Carlos se retirou precipitadamente. Vinha um criado procurar Henriqueta.

CAPITULO V

Tudo se preparava em casa de Henrique de Moraes para uma festa de familia. Julio tinha chegado a Lisboa, não dissera o dia em que vinha, mas não estaria longe esse dia.

Todos andavam alegres, menos Henriqueta, que tinha immenso trabalho para occultar sna desesperação. Era naturalmente franca e custava-lhe muitissimo dissimular. Precisava sorrir quando quereria soltar gritos de angustia.

Recolheu-se um dia mais tarde que o costume de seu passeio solitario. As sombras que se estendiam sobre a natureza valeram para esconder a vermelhidão de seus olhos, e a angustia de suas vistas.

— Já estava para te mandar procurar, lhe disse seu pae, que passeava na sala com sua netinha ao collo.

— Tardei bastante... não sirvo senão para dar-lhes cuidados e tristezas, replicou ella com voz alterada.

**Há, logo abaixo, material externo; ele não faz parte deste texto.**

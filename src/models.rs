use chrono::{DateTime, Utc};
use serde::{Deserialize, Serialize};
use std::fmt;
use std::str::FromStr;

/// Named analysis context. Matches `tasks.name` in the relational catalog.
#[derive(Debug, Clone, Copy, PartialEq, Eq, Hash, Serialize, Deserialize)]
#[serde(rename_all = "snake_case")]
pub enum ProfileKind {
    Sleep,
    Work,
}

impl ProfileKind {
    pub fn as_str(&self) -> &'static str {
        match self {
            ProfileKind::Sleep => "sleep",
            ProfileKind::Work => "work",
        }
    }

    /// System prompt for the analysis backend. Each reply must open with a verdict line.
    pub fn instruction(&self) -> &'static str {
        match self {
            ProfileKind::Sleep => concat!(
                "You are an assistant that analyzes sleep temperature data. ",
                "You will receive one reading per line as `source - timestamp - temperature`. ",
                "Decide whether the bedroom temperature during sleep is too high, too low, ",
                "or within a healthy range. Reference bands: 8-12 degrees C is cold, ",
                "12-28 degrees C is the broad acceptable range, with cooler values preferred for sleep. ",
                "Focus on how the temperature affects rest and brain activity during sleep. ",
                "The first line of your reply must be exactly `VERDICT: RISK` or `VERDICT: SAFE`. ",
                "After that line, respond ONLY in valid HTML using the tags <p> and <b>. ",
                "If risky, explain why. Keep the analysis short and clear."
            ),
            ProfileKind::Work => concat!(
                "You are an assistant that analyzes work hours temperature data. ",
                "You will receive one reading per line as `source - timestamp - temperature`. ",
                "Decide whether the workspace temperature during work hours is too high, too low, ",
                "or within a healthy range. Reference bands: 8-12 degrees C is too cold to work, ",
                "12-28 degrees C is the acceptable range for focused work. ",
                "Focus on how the temperature affects concentration during work. ",
                "The first line of your reply must be exactly `VERDICT: RISK` or `VERDICT: SAFE`. ",
                "After that line, respond ONLY in valid HTML using the tags <p> and <b>. ",
                "If risky, explain why. Give only the analysis and nothing else."
            ),
        }
    }
}

impl fmt::Display for ProfileKind {
    fn fmt(&self, f: &mut fmt::Formatter<'_>) -> fmt::Result {
        f.write_str(self.as_str())
    }
}

impl FromStr for ProfileKind {
    type Err = String;

    fn from_str(value: &str) -> Result<Self, Self::Err> {
        match value.trim().to_lowercase().as_str() {
            "sleep" => Ok(ProfileKind::Sleep),
            "work" => Ok(ProfileKind::Work),
            other => Err(format!("unknown profile {other:?} (expected sleep or work)")),
        }
    }
}

/// Catalog row of a sensor, frozen at fan-out time and carried in the child unit payload.
#[derive(Debug, Clone, PartialEq, Eq, Serialize, Deserialize, sqlx::FromRow)]
pub struct SensorSnapshot {
    pub id: i32,
    pub name: String,
    pub source_address: Option<String>,
    pub workspace_id: i32,
}

#[derive(Debug, Clone, PartialEq, Eq, sqlx::FromRow)]
pub struct OwnerUser {
    pub id: i32,
    pub username: String,
    pub email: String,
}

#[derive(Debug, Clone, PartialEq)]
pub struct Reading {
    pub source_address: String,
    pub time: DateTime<Utc>,
    pub temperature: f64,
    pub humidity: Option<f64>,
}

— Que tens?.. Parece-me que estás mais incommodada.

— Não, meu querido pae. Creio que estou rouca; e doe-me a cabeça, mas estes incommodos de nada valem.

— Estás mais doente do que dizes. Apesar do gosto que tens, vaes sempre a peior. Teu marido póde ralhar-nos quando chegar. Deixamos-te muito senhora da tua vontade, e tu não trataste da saude como devias. Elle póde dizer que fomos máos depositarios, que não és a mesma, que eras, que já te não quer.

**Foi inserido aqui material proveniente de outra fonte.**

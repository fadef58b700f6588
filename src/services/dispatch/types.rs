use crate::ids::instant_key;
use crate::models::{ProfileKind, SensorSnapshot};
use chrono::{DateTime, NaiveDate, Utc};
use serde::{Deserialize, Serialize};
use uuid::Uuid;

/// Durable payload. Immutable once enqueued; handlers re-derive everything else from it.
#[derive(Debug, Clone, PartialEq, Serialize, Deserialize)]
#[serde(tag = "kind", rename_all = "snake_case")]
pub enum DispatchUnit {
    RunProfile {
        profile: ProfileKind,
        scheduled_for: DateTime<Utc>,
        run_date: NaiveDate,
    },
    AnalyzeSensor {
        profile: ProfileKind,
        scheduled_for: DateTime<Utc>,
        run_date: NaiveDate,
        sensor: SensorSnapshot,
    },
}

impl DispatchUnit {
    pub fn kind(&self) -> &'static str {
        match self {
            DispatchUnit::RunProfile { .. } => "run_profile",
            DispatchUnit::AnalyzeSensor { .. } => "analyze_sensor",
        }
    }

    pub fn profile(&self) -> ProfileKind {
        match self {
            DispatchUnit::RunProfile { profile, .. } | DispatchUnit::AnalyzeSensor { profile, .. } => {
                *profile
            }
        }
    }

    /// Two enqueues with the same key collapse into one unit.
    pub fn dedupe_key(&self) -> String {
        match self {
            DispatchUnit::RunProfile {
                profile,
                scheduled_for,
                ..
            } => format!("run_profile:{}:{}", profile, instant_key(*scheduled_for)),
            DispatchUnit::AnalyzeSensor {
                profile,
                scheduled_for,
                sensor,
                ..
            } => format!(
                "analyze_sensor:{}:{}:{}",
                profile,
                instant_key(*scheduled_for),
                sensor.id
            ),
        }
    }
}

#[derive(Debug, Clone, Copy, PartialEq, Eq)]
pub enum UnitStatus {
    Pending,
    Running,
    Completed,
    Failed,
}

impl UnitStatus {
    pub fn as_str(&self) -> &'static str {
        match self {
            UnitStatus::Pending => "pending",
            UnitStatus::Running => "running",
            UnitStatus::Completed => "completed",
            UnitStatus::Failed => "failed",
        }
    }
}

#[derive(Debug, Clone)]
pub struct EnqueueRequest {
    pub kind: String,
    pub payload: serde_json::Value,
    pub dedupe_key: Option<String>,
    pub max_attempts: i32,
}

#[derive(Debug, Clone, Copy, PartialEq, Eq)]
pub struct EnqueueOutcome {
    pub id: Uuid,
    pub created: bool,
}

#[derive(Debug, Clone)]
pub struct ClaimedUnit {
    pub id: Uuid,
    pub kind: String,
    pub payload: serde_json::Value,
    pub attempts: i32,
    pub max_attempts: i32,
}

/// Outcome of one lease sweep: units handed back for another attempt, and units whose final
/// attempt expired.
#[derive(Debug, Clone, Copy, Default, PartialEq, Eq)]
pub struct LeaseRecovery {
    pub requeued: u64,
    pub failed: u64,
}

#[derive(Debug, Clone, PartialEq, Eq, Serialize, Deserialize)]
pub struct UnitFailure {
    pub code: String,
    pub message: String,
    pub retryable: bool,
}

impl UnitFailure {
    pub fn lease_expired(lease: std::time::Duration) -> Self {
        Self::permanent(
            "lease_expired",
            format!("final attempt held its claim past the {}s lease", lease.as_secs()),
        )
    }

    pub fn retryable(code: impl Into<String>, message: impl Into<String>) -> Self {
        Self {
            code: code.into(),
            message: message.into(),
            retryable: true,
        }
    }

    pub fn permanent(code: impl Into<String>, message: impl Into<String>) -> Self {
        Self {
            code: code.into(),
            message: message.into(),
            retryable: false,
        }
    }
}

Este gracejo de Henrique de Moraes era um agudo punhal para o coração da mulher culpada, que estava dizendo comsigo:

— Terrivel verdade diz meu pae, sem o saber!...

E disse depois o melhor que pôde:

— Meu pae, dá licença que eu vá ámanhã ao Porto a casa de Julio? (Já se não atrevia a dizer: a minha casa.) Tinha alguns arranjos a fazer alli.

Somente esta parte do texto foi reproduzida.